Anne Applebaum: Just Another British Tabloid Scandal
Anne Applebaum is an op-ed columnist for the Washington Post.
“It is Sunday afternoon, preferably before the war. The wife is already asleep in the armchair, and the children have been sent out for a nice long walk. You put your feet up on the sofa, settle your spectacles on your nose, and open the News of the World. . . . In these blissful circumstances, what is it that you want to read about? Naturally, about a murder.”

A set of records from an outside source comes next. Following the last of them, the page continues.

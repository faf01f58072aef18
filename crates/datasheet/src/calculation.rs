//! Column calculation
//!
//! Evaluates one Formula field for every record of a datasheet. The field's
//! expression is parsed once (through an [`ExpressionCache`]) and bound once;
//! only evaluation is repeated per record.
//!
//! # Example
//!
//! ```rust
//! use datasheet::prelude::*;
//!
//! let mut sheet = Datasheet::new("dst1", "Orders");
//! sheet
//!     .add_field(Field::new("qty", "Qty", FieldKind::Number(NumberProperty::default())))
//!     .unwrap();
//! sheet
//!     .add_field(Field::new(
//!         "double",
//!         "Double",
//!         FieldKind::Formula(FormulaProperty::new("{Qty} * 2", "dst1")),
//!     ))
//!     .unwrap();
//! sheet.add_record(Record::new("rec1").with_cell("qty", 21));
//!
//! let output = sheet
//!     .calculate_field("double", &CalculationOptions::default(), &NoSources)
//!     .unwrap();
//! assert_eq!(output.values[0].value.value, Value::Number(42.0));
//! assert_eq!(output.stats.records, 1);
//! ```

use std::sync::{Arc, PoisonError, RwLock};

use ahash::AHashMap;
use chrono::{DateTime, Utc};
use thiserror::Error;
use tracing::{debug, trace};

use crate::{
    bind, Datasheet, EvalError, EvaluationContext, EvaluationOptions, Evaluator, FieldMapSource,
    FormulaError, FormulaResult, ParsedExpression, TypedValue, Value, ValueFormat,
};
use datasheet_formula::parse_expression;

/// Options for calculating a Formula column
#[derive(Debug, Clone, Default)]
pub struct CalculationOptions {
    /// Options passed to every record's evaluation
    pub evaluation: EvaluationOptions,
    /// Clock for `TODAY()`/`NOW()`. `None` reads the system clock once per run.
    pub now: Option<DateTime<Utc>>,
    /// Abort on the first record whose value is an error
    pub stop_on_error: bool,
}

/// Statistics from a calculation run
#[derive(Debug, Clone, Copy, Default, PartialEq, Eq)]
pub struct CalculationStats {
    /// Number of records evaluated
    pub records: usize,
    /// Number of records whose value is an error
    pub errors: usize,
    /// Expression lookups served from the cache
    pub cache_hits: usize,
}

/// Value computed for one record
#[derive(Debug, Clone, PartialEq)]
pub struct RecordValue {
    pub record_id: String,
    pub value: TypedValue,
}

/// Result of calculating one Formula column
#[derive(Debug, Clone, PartialEq)]
pub struct CalculationOutput {
    /// One entry per record, in record order
    pub values: Vec<RecordValue>,
    pub stats: CalculationStats,
}

/// Errors that prevent a column from being calculated at all
#[derive(Debug, Error)]
pub enum CalculationError {
    #[error(transparent)]
    Data(#[from] datasheet_core::Error),

    #[error("Field {0} is not a Formula field")]
    NotAFormula(String),

    /// The field's own expression does not lex or parse
    #[error("Invalid formula in field {field}: {source}")]
    InvalidExpression {
        field: String,
        #[source]
        source: FormulaError,
    },

    /// A record failed and `stop_on_error` was set
    #[error("Record {record_id} failed: {error}")]
    RecordFailed { record_id: String, error: EvalError },
}

/// Thread-safe cache of parsed expressions keyed by expression text.
///
/// Parsing does not depend on any field map, so one cache can serve every
/// datasheet. Entries are never evicted; call [`ExpressionCache::clear`] when
/// that matters.
#[derive(Debug, Default)]
pub struct ExpressionCache {
    entries: RwLock<AHashMap<String, Arc<ParsedExpression>>>,
}

impl ExpressionCache {
    pub fn new() -> Self {
        Self::default()
    }

    /// Look up a parsed expression, parsing and storing it on a miss.
    ///
    /// The flag is `true` when the entry came from the cache. Failed parses
    /// are not cached.
    pub fn get_or_parse(&self, expression: &str) -> FormulaResult<(Arc<ParsedExpression>, bool)> {
        if let Some(parsed) = self
            .entries
            .read()
            .unwrap_or_else(PoisonError::into_inner)
            .get(expression)
        {
            return Ok((Arc::clone(parsed), true));
        }

        let parsed = Arc::new(parse_expression(expression)?);
        let mut entries = self.entries.write().unwrap_or_else(PoisonError::into_inner);
        // Another thread may have parsed the same text meanwhile
        let entry = entries
            .entry(expression.to_string())
            .or_insert_with(|| Arc::clone(&parsed));
        Ok((Arc::clone(entry), false))
    }

    pub fn len(&self) -> usize {
        self.entries
            .read()
            .unwrap_or_else(PoisonError::into_inner)
            .len()
    }

    pub fn is_empty(&self) -> bool {
        self.len() == 0
    }

    pub fn clear(&self) {
        self.entries
            .write()
            .unwrap_or_else(PoisonError::into_inner)
            .clear();
    }
}

/// Extension trait for Datasheet to calculate Formula columns
pub trait DatasheetCalculationExt {
    /// Calculate a Formula field for every record with a private cache
    fn calculate_field(
        &self,
        field_id: &str,
        options: &CalculationOptions,
        sources: &dyn FieldMapSource,
    ) -> Result<CalculationOutput, CalculationError>;

    /// Calculate a Formula field for every record, sharing `cache` across calls
    fn calculate_field_cached(
        &self,
        field_id: &str,
        options: &CalculationOptions,
        sources: &dyn FieldMapSource,
        cache: &ExpressionCache,
    ) -> Result<CalculationOutput, CalculationError>;
}

impl DatasheetCalculationExt for Datasheet {
    fn calculate_field(
        &self,
        field_id: &str,
        options: &CalculationOptions,
        sources: &dyn FieldMapSource,
    ) -> Result<CalculationOutput, CalculationError> {
        self.calculate_field_cached(field_id, options, sources, &ExpressionCache::new())
    }

    fn calculate_field_cached(
        &self,
        field_id: &str,
        options: &CalculationOptions,
        sources: &dyn FieldMapSource,
        cache: &ExpressionCache,
    ) -> Result<CalculationOutput, CalculationError> {
        let field = self.fields.require(field_id)?;
        let property = field
            .formula()
            .ok_or_else(|| CalculationError::NotAFormula(field.id.clone()))?;

        let mut stats = CalculationStats::default();
        let (parsed, hit) = cache.get_or_parse(&property.expression).map_err(|source| {
            CalculationError::InvalidExpression {
                field: field.id.clone(),
                source,
            }
        })?;
        if hit {
            stats.cache_hits += 1;
        }

        let now = options.now.unwrap_or_else(Utc::now);
        let format = ValueFormat::for_field(field);
        let empty = datasheet_core::Record::default();
        let base = EvaluationContext::new(&self.fields, &empty, now)
            .with_options(options.evaluation)
            .with_sources(sources);

        // Binding reads only the field maps, so one binding serves every record
        let bound = bind(&parsed, &base, field).map_err(EvalError::from);
        debug!(
            datasheet = %self.id,
            field = %field.id,
            records = self.records.len(),
            cache_hit = hit,
            "calculating formula column"
        );

        let mut values = Vec::with_capacity(self.records.len());
        for record in &self.records {
            let value = match &bound {
                Ok(bound) => {
                    let ctx = EvaluationContext { record, ..base };
                    Evaluator::new(ctx)
                        .eval(bound.root())
                        .unwrap_or_else(Value::Error)
                }
                Err(err) => Value::Error(err.clone()),
            };
            trace!(record = %record.id, kind = %value.kind(), "calculated record");

            stats.records += 1;
            if let Value::Error(err) = &value {
                stats.errors += 1;
                if options.stop_on_error {
                    return Err(CalculationError::RecordFailed {
                        record_id: record.id.clone(),
                        error: err.clone(),
                    });
                }
            }
            values.push(RecordValue {
                record_id: record.id.clone(),
                value: TypedValue::new(value, format.clone()),
            });
        }

        Ok(CalculationOutput { values, stats })
    }
}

I am not the first person to quote the opening lines of “Decline of the English Murder” in recent days, and no wonder: George Orwell, who composed that droll little essay in 1946, placed the now-defunct News of the World in its historical and cultural context as no one else could. Orwell’s mid-20th-century British tabloid reader first eats a lunch of “roast pork and apple sauce, followed up by suet pudding.” Then he settles down to drink tea and read scandalous stories, preferably involving the “chairman of the local Conservative Party branch,” a “strong Temperance advocate” or someone equally respectable. Britons spent many Sunday afternoons that way for decades before Orwell wrote those words. They have gone on doing so ever since.

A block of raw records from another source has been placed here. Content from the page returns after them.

//! Formula error types
//!
//! Lex and parse errors abort before evaluation and carry a byte offset into
//! the expression. Resolve and eval errors become [`EvalError`] values so one
//! bad reference never takes down unrelated records.

use std::fmt;
use thiserror::Error;

/// Result type for parse-level formula operations
pub type FormulaResult<T> = std::result::Result<T, FormulaError>;

/// Result type used while evaluating
pub type EvalResult<T> = std::result::Result<T, EvalError>;

/// Any error produced by the engine
#[derive(Debug, Clone, PartialEq, Error)]
pub enum FormulaError {
    #[error(transparent)]
    Lex(#[from] LexError),

    #[error(transparent)]
    Parse(#[from] ParseError),

    #[error(transparent)]
    Resolve(#[from] ResolveError),

    #[error(transparent)]
    Eval(#[from] EvalError),
}

impl FormulaError {
    /// Byte offset into the expression, when known
    pub fn offset(&self) -> Option<usize> {
        match self {
            FormulaError::Lex(e) => Some(e.offset),
            FormulaError::Parse(e) => Some(e.offset),
            FormulaError::Resolve(_) => None,
            FormulaError::Eval(e) => e.offset,
        }
    }
}

/// Lexer failure kinds
#[derive(Debug, Clone, Copy, PartialEq, Eq)]
pub enum LexErrorKind {
    UnterminatedString,
    UnterminatedReference,
    InvalidCharacter(char),
}

impl fmt::Display for LexErrorKind {
    fn fmt(&self, f: &mut fmt::Formatter<'_>) -> fmt::Result {
        match self {
            LexErrorKind::UnterminatedString => f.write_str("unterminated string literal"),
            LexErrorKind::UnterminatedReference => f.write_str("unterminated field reference"),
            LexErrorKind::InvalidCharacter(c) => write!(f, "invalid character '{}'", c),
        }
    }
}

/// Lexer error with the offset of the first offending byte
#[derive(Debug, Clone, PartialEq, Error)]
#[error("Lex error: {kind} at offset {offset}")]
pub struct LexError {
    pub kind: LexErrorKind,
    pub offset: usize,
}

impl LexError {
    pub fn new(kind: LexErrorKind, offset: usize) -> Self {
        Self { kind, offset }
    }
}

/// Parser failure kinds
#[derive(Debug, Clone, Copy, PartialEq, Eq)]
pub enum ParseErrorKind {
    UnexpectedToken,
    UnexpectedEnd,
    UnbalancedParens,
    UnknownOperator,
    /// Expression nests deeper than the parser allows
    NestingTooDeep,
}

impl fmt::Display for ParseErrorKind {
    fn fmt(&self, f: &mut fmt::Formatter<'_>) -> fmt::Result {
        let s = match self {
            ParseErrorKind::UnexpectedToken => "unexpected token",
            ParseErrorKind::UnexpectedEnd => "unexpected end of expression",
            ParseErrorKind::UnbalancedParens => "unbalanced parentheses",
            ParseErrorKind::UnknownOperator => "unknown operator",
            ParseErrorKind::NestingTooDeep => "expression nested too deeply",
        };
        f.write_str(s)
    }
}

/// Parse error carrying the offending token and its offset
#[derive(Debug, Clone, PartialEq, Error)]
#[error("Parse error: {kind} '{token}' at offset {offset}")]
pub struct ParseError {
    pub kind: ParseErrorKind,
    pub token: String,
    pub offset: usize,
}

impl ParseError {
    pub fn new(kind: ParseErrorKind, token: impl Into<String>, offset: usize) -> Self {
        Self {
            kind,
            token: token.into(),
            offset,
        }
    }
}

/// Binding failures
#[derive(Debug, Clone, PartialEq, Eq, Error)]
pub enum ResolveError {
    #[error("Unknown field: {0}")]
    UnknownField(String),

    #[error("Unknown function: {0}")]
    UnknownFunction(String),

    /// Field names along the offending chain, first and last entries equal
    #[error("Circular reference: {}", .0.join(" -> "))]
    CircularReference(Vec<String>),
}

impl ResolveError {
    pub fn kind(&self) -> ErrorKind {
        match self {
            ResolveError::UnknownField(_) => ErrorKind::UnknownField,
            ResolveError::UnknownFunction(_) => ErrorKind::UnknownFunction,
            ResolveError::CircularReference(_) => ErrorKind::CircularReference,
        }
    }
}

/// Kind tag of an error value
#[derive(Debug, Clone, Copy, PartialEq, Eq, Hash)]
pub enum ErrorKind {
    // Binding
    UnknownField,
    UnknownFunction,
    CircularReference,
    /// A referenced Formula field's own expression does not parse
    InvalidFormula,

    // Evaluation
    ArityMismatch,
    TypeMismatch,
    NotANumber,
    DivisionByZero,
    InvalidDateArgument,
    OptionNotFound,
    /// Depth or node budget exhausted
    LimitExceeded,
}

impl ErrorKind {
    /// Short badge shown in place of a value
    pub fn badge(&self) -> &'static str {
        match self {
            ErrorKind::UnknownField | ErrorKind::UnknownFunction => "#NAME?",
            ErrorKind::CircularReference => "#CIRCULAR!",
            ErrorKind::DivisionByZero => "#DIV/0!",
            ErrorKind::NotANumber => "#NUM!",
            ErrorKind::InvalidFormula
            | ErrorKind::ArityMismatch
            | ErrorKind::TypeMismatch
            | ErrorKind::InvalidDateArgument
            | ErrorKind::OptionNotFound
            | ErrorKind::LimitExceeded => "#VALUE!",
        }
    }
}

impl fmt::Display for ErrorKind {
    fn fmt(&self, f: &mut fmt::Formatter<'_>) -> fmt::Result {
        fmt::Debug::fmt(self, f)
    }
}

/// An error captured as a value: kind, message and the node offset that produced it
#[derive(Debug, Clone, PartialEq, Error)]
#[error("{kind}: {message}")]
pub struct EvalError {
    pub kind: ErrorKind,
    pub message: String,
    pub offset: Option<usize>,
}

impl EvalError {
    pub fn new(kind: ErrorKind, message: impl Into<String>) -> Self {
        Self {
            kind,
            message: message.into(),
            offset: None,
        }
    }

    /// Attach a source offset unless a deeper node already did
    pub fn at(mut self, offset: usize) -> Self {
        if self.offset.is_none() {
            self.offset = Some(offset);
        }
        self
    }

    pub fn type_mismatch(message: impl Into<String>) -> Self {
        Self::new(ErrorKind::TypeMismatch, message)
    }

    pub fn not_a_number(text: &str) -> Self {
        Self::new(
            ErrorKind::NotANumber,
            format!("cannot convert \"{}\" to a number", text),
        )
    }

    pub fn invalid_date(message: impl Into<String>) -> Self {
        Self::new(ErrorKind::InvalidDateArgument, message)
    }

    pub fn division_by_zero() -> Self {
        Self::new(ErrorKind::DivisionByZero, "division by zero")
    }
}

impl From<ResolveError> for EvalError {
    fn from(err: ResolveError) -> Self {
        EvalError::new(err.kind(), err.to_string())
    }
}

Over the next few days, many pundits will lament the decline of the press, the rise of sensationalism and the rampant commercialism that led News of the World reporters to hack into the telephone voice-mail accounts of murdered schoolgirls, divorcing celebrities and grieving parents. But in truth, there is nothing new about any of this in Britain. Although the technology has changed, the practices in question — paying the police for stories; the use of subterfuge to obtain personal information; the persecution of celebrities, politicians or victims of violence — are, in the British tabloid world, very old. Certainly they predate Orwell....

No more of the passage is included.